Physical Damage

Behaviours

Checking unknown people's details or security passes

Individuals should check the security credentials of unknown people they come into contact with in the workplace. ...

Preventing tailgating at security checkpoints

When passing through security checkpoints, people should check they are not being followed by others who do not ...

Does not share work passes

Sharing security passes even with "trusted" contacts creates risk. People should only ever use security passes ...

Escorting visitors and ensuring they follow security policies

Visitors should be escorted according to organisational policies. This reduces the risk of unauthorised access to ...

Case study

Prison Break-in

In July 2014, John Strand, an ethical hacker from BlackHills Information Security, took a new approach to penetration testing a prison: he deployed his mother.

Rita Strand posed as a health inspector with a fake badge and business card. She also had a fake “manager’s card” that gave her access to the building and allowed her to roam the prison alone. Rita connected malicious USB devices to various computers inside the facility. They gave BlackHills employees access to the prison’s systems.

There was no resistance from the prison. Believing Rita was a real Health Inspector, they allowed her to carry her cellphone and record the operation. She also entered the prison’s server rooms and its network operating centre without raising any suspicions.

This incident proves how lax cyber security measures allow people with limited technical expertise to infiltrate a company’s systems. Learning from its mistakes, the prison strengthened its security measures and required any future visitors to carry identity cards and undergo additional verification before entering the facility.

German Steel Plant

In 2014, a steel plant in Germany confirmed the second case ever of physical damage as the result of a cyber attack.

Employees at a steel plant in Germany had no idea that opening an email attachment would lead to the total shutdown of their plant and cause irreparable damage to a blast furnace.

The attack began when some employees received "spear phishing" emails from seemingly legitimate sources. The emails tricked people into opening malicious attachments.

Employees who fell for the ruse handed their login details over to criminals, who used the details to access the company’s main system and unleash chaos.

The attack first caused sections of the steel plant to fail, which led to an unscheduled shutdown and, eventually, massive damage to the plant’s blast furnace.

A report by Germany’s Federal Office for Information Security was unable to pinpoint the attackers’ motive but suggested organisations could prevent similar future attacks with real-time anti-malware protection, two-factor authentication and secure remote protocols.

Stuxnet

In early 2010, a Bularussin antivirus company discovered new malware targeting Microsoft Windows systems. The malware attacked computer-controlled high-speed motors manufactured by Siemens. It was named “Stuxnet”.

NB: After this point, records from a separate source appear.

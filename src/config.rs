//! Configuration persistence for snapmark settings

use std::path::{Path, PathBuf};

use anyhow::Context;
use serde::{Deserialize, Serialize};

use crate::domain::Tool;

/// Serializable color representation for config storage
#[derive(Debug, Clone, Copy, PartialEq, Serialize, Deserialize)]
pub struct ShapeColor {
    pub r: f32,
    pub g: f32,
    pub b: f32,
}

impl Default for ShapeColor {
    fn default() -> Self {
        Self::RED
    }
}

impl ShapeColor {
    pub const RED: Self = Self::rgb(0.9, 0.1, 0.1);
    pub const ORANGE: Self = Self::rgb(1.0, 0.55, 0.0);
    pub const YELLOW: Self = Self::rgb(1.0, 0.9, 0.0);
    pub const GREEN: Self = Self::rgb(0.2, 0.75, 0.3);
    pub const BLUE: Self = Self::rgb(0.1, 0.45, 0.95);
    pub const PURPLE: Self = Self::rgb(0.6, 0.3, 0.85);
    pub const BLACK: Self = Self::rgb(0.0, 0.0, 0.0);
    pub const WHITE: Self = Self::rgb(1.0, 1.0, 1.0);

    /// Colors offered by the toolbar's color button, in cycle order
    pub const PALETTE: [Self; 8] = [
        Self::RED,
        Self::ORANGE,
        Self::YELLOW,
        Self::GREEN,
        Self::BLUE,
        Self::PURPLE,
        Self::BLACK,
        Self::WHITE,
    ];

    pub const fn rgb(r: f32, g: f32, b: f32) -> Self {
        Self { r, g, b }
    }

    /// Convert to image crate RGBA format (0-255)
    pub fn to_rgba_u8(self) -> [u8; 4] {
        [
            (self.r.clamp(0.0, 1.0) * 255.0).round() as u8,
            (self.g.clamp(0.0, 1.0) * 255.0).round() as u8,
            (self.b.clamp(0.0, 1.0) * 255.0).round() as u8,
            255,
        ]
    }

    /// Next palette entry; colors outside the palette restart the cycle
    pub fn next_in_palette(self) -> Self {
        match Self::PALETTE.iter().position(|c| *c == self) {
            Some(i) => Self::PALETTE[(i + 1) % Self::PALETTE.len()],
            None => Self::PALETTE[0],
        }
    }

    /// tiny-skia color with the given opacity applied
    pub fn with_alpha(self, alpha: f32) -> tiny_skia::Color {
        let [r, g, b, _] = self.to_rgba_u8();
        tiny_skia::Color::from_rgba8(r, g, b, (alpha.clamp(0.0, 1.0) * 255.0).round() as u8)
    }
}

impl From<ShapeColor> for tiny_skia::Color {
    fn from(c: ShapeColor) -> Self {
        c.with_alpha(1.0)
    }
}

/// Application configuration persisted between sessions
#[derive(Debug, Clone, PartialEq, Serialize, Deserialize)]
pub struct SnapMarkConfig {
    /// Folder saved screenshots go to (None = Pictures/SnapMark)
    #[serde(default)]
    pub save_folder: Option<PathBuf>,
    /// Tool selected when an annotation session opens
    #[serde(default)]
    pub default_tool: Tool,
    /// Color for new annotations
    #[serde(default)]
    pub shape_color: ShapeColor,
    /// Stroke width for new annotations, in logical units
    #[serde(default = "default_stroke_width")]
    pub stroke_width: f32,
    /// Font used for text annotations and the size badge (None = system search)
    #[serde(default)]
    pub font_path: Option<PathBuf>,
}

fn default_stroke_width() -> f32 {
    2.0
}

impl Default for SnapMarkConfig {
    fn default() -> Self {
        Self {
            save_folder: None,
            default_tool: Tool::Arrow,
            shape_color: ShapeColor::default(),
            stroke_width: default_stroke_width(),
            font_path: None,
        }
    }
}

impl SnapMarkConfig {
    /// Application directory name under the platform config dir
    pub const ID: &'static str = "snapmark";

    /// Location of the config file, if the platform has a config dir
    pub fn path() -> Option<PathBuf> {
        dirs::config_dir().map(|dir| dir.join(Self::ID).join("config.json"))
    }

    /// Load configuration from disk, or return defaults if unavailable
    pub fn load() -> Self {
        let Some(path) = Self::path() else {
            log::warn!("No config directory available, using defaults");
            return Self::default();
        };
        if !path.exists() {
            return Self::default();
        }
        match Self::load_from(&path) {
            Ok(config) => config,
            Err(err) => {
                log::warn!("Error loading config, using defaults: {err:?}");
                Self::default()
            }
        }
    }

    /// Save configuration to disk
    pub fn save(&self) {
        let Some(path) = Self::path() else {
            log::error!("No config directory available, settings not saved");
            return;
        };
        if let Err(err) = self.save_to(&path) {
            log::error!("Failed to save config: {err:?}");
        }
    }

    pub fn load_from(path: &Path) -> anyhow::Result<Self> {
        let data = std::fs::read(path)
            .with_context(|| format!("reading config {}", path.display()))?;
        let config = serde_json::from_slice(&data)
            .with_context(|| format!("parsing config {}", path.display()))?;
        Ok(config)
    }

    pub fn save_to(&self, path: &Path) -> anyhow::Result<()> {
        if let Some(parent) = path.parent() {
            std::fs::create_dir_all(parent)
                .with_context(|| format!("creating config dir {}", parent.display()))?;
        }
        let data = serde_json::to_vec_pretty(self)?;
        std::fs::write(path, data).with_context(|| format!("writing config {}", path.display()))?;
        Ok(())
    }

    /// Effective save folder: the configured one, else Pictures/SnapMark
    pub fn save_folder(&self) -> Option<PathBuf> {
        if let Some(folder) = &self.save_folder {
            return Some(folder.clone());
        }
        dirs::picture_dir()
            .or_else(|| dirs::home_dir().map(|h| h.join("Pictures")))
            .map(|dir| dir.join("SnapMark"))
    }
}

#[cfg(test)]
mod tests {
    use super::*;

    #[test]
    fn test_config_round_trips_through_file() {
        let dir = tempfile::tempdir().unwrap();
        let path = dir.path().join("nested").join("config.json");

        let config = SnapMarkConfig {
            save_folder: Some(PathBuf::from("/tmp/shots")),
            default_tool: Tool::Marker,
            shape_color: ShapeColor::BLUE,
            stroke_width: 4.0,
            font_path: None,
        };
        config.save_to(&path).unwrap();

        assert_eq!(SnapMarkConfig::load_from(&path).unwrap(), config);
    }

    #[test]
    fn test_missing_fields_fall_back_to_defaults() {
        let dir = tempfile::tempdir().unwrap();
        let path = dir.path().join("config.json");
        std::fs::write(&path, r#"{ "default_tool": "Pencil" }"#).unwrap();

        let config = SnapMarkConfig::load_from(&path).unwrap();
        assert_eq!(config.default_tool, Tool::Pencil);
        assert_eq!(config.stroke_width, 2.0);
        assert_eq!(config.shape_color, ShapeColor::RED);
    }

    #[test]
    fn test_malformed_config_is_an_error() {
        let dir = tempfile::tempdir().unwrap();
        let path = dir.path().join("config.json");
        std::fs::write(&path, "not json").unwrap();
        assert!(SnapMarkConfig::load_from(&path).is_err());
    }

    #[test]
    fn test_palette_cycle_wraps() {
        assert_eq!(ShapeColor::RED.next_in_palette(), ShapeColor::ORANGE);
        assert_eq!(ShapeColor::WHITE.next_in_palette(), ShapeColor::RED);
        assert_eq!(ShapeColor::rgb(0.3, 0.3, 0.3).next_in_palette(), ShapeColor::RED);
    }

    #[test]
    fn test_to_rgba_u8() {
        assert_eq!(ShapeColor::WHITE.to_rgba_u8(), [255, 255, 255, 255]);
        assert_eq!(ShapeColor::rgb(0.0, 1.0, 2.0).to_rgba_u8(), [0, 255, 255, 255]);
    }
}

Stuxnet caused fluctuations in the speed of the Siemens’ computer-controlled motors. If allowed to continue unchecked, the out-of-control motors caused irreparable physical damage.

Following its release, Stuxnet infected over 200,000 computers and physically damaged 1,000 machines. Later investigations suggested Stuxnet was developed to disrupt the Iranian nuclear development programme.

Hostile nations develop such sophisticated malware as “cyberweapons”. This shows how cyber attacks have advanced to the level of global warfare, making cyber security critical to protect not just private but also national assets.

In response to the highly publicised incident, Siemens released a detection and removal tool for Stuxnet. It also recommended regularly updating Microsoft systems, prohibiting the use of third-party USB drives and upgrading password access codes.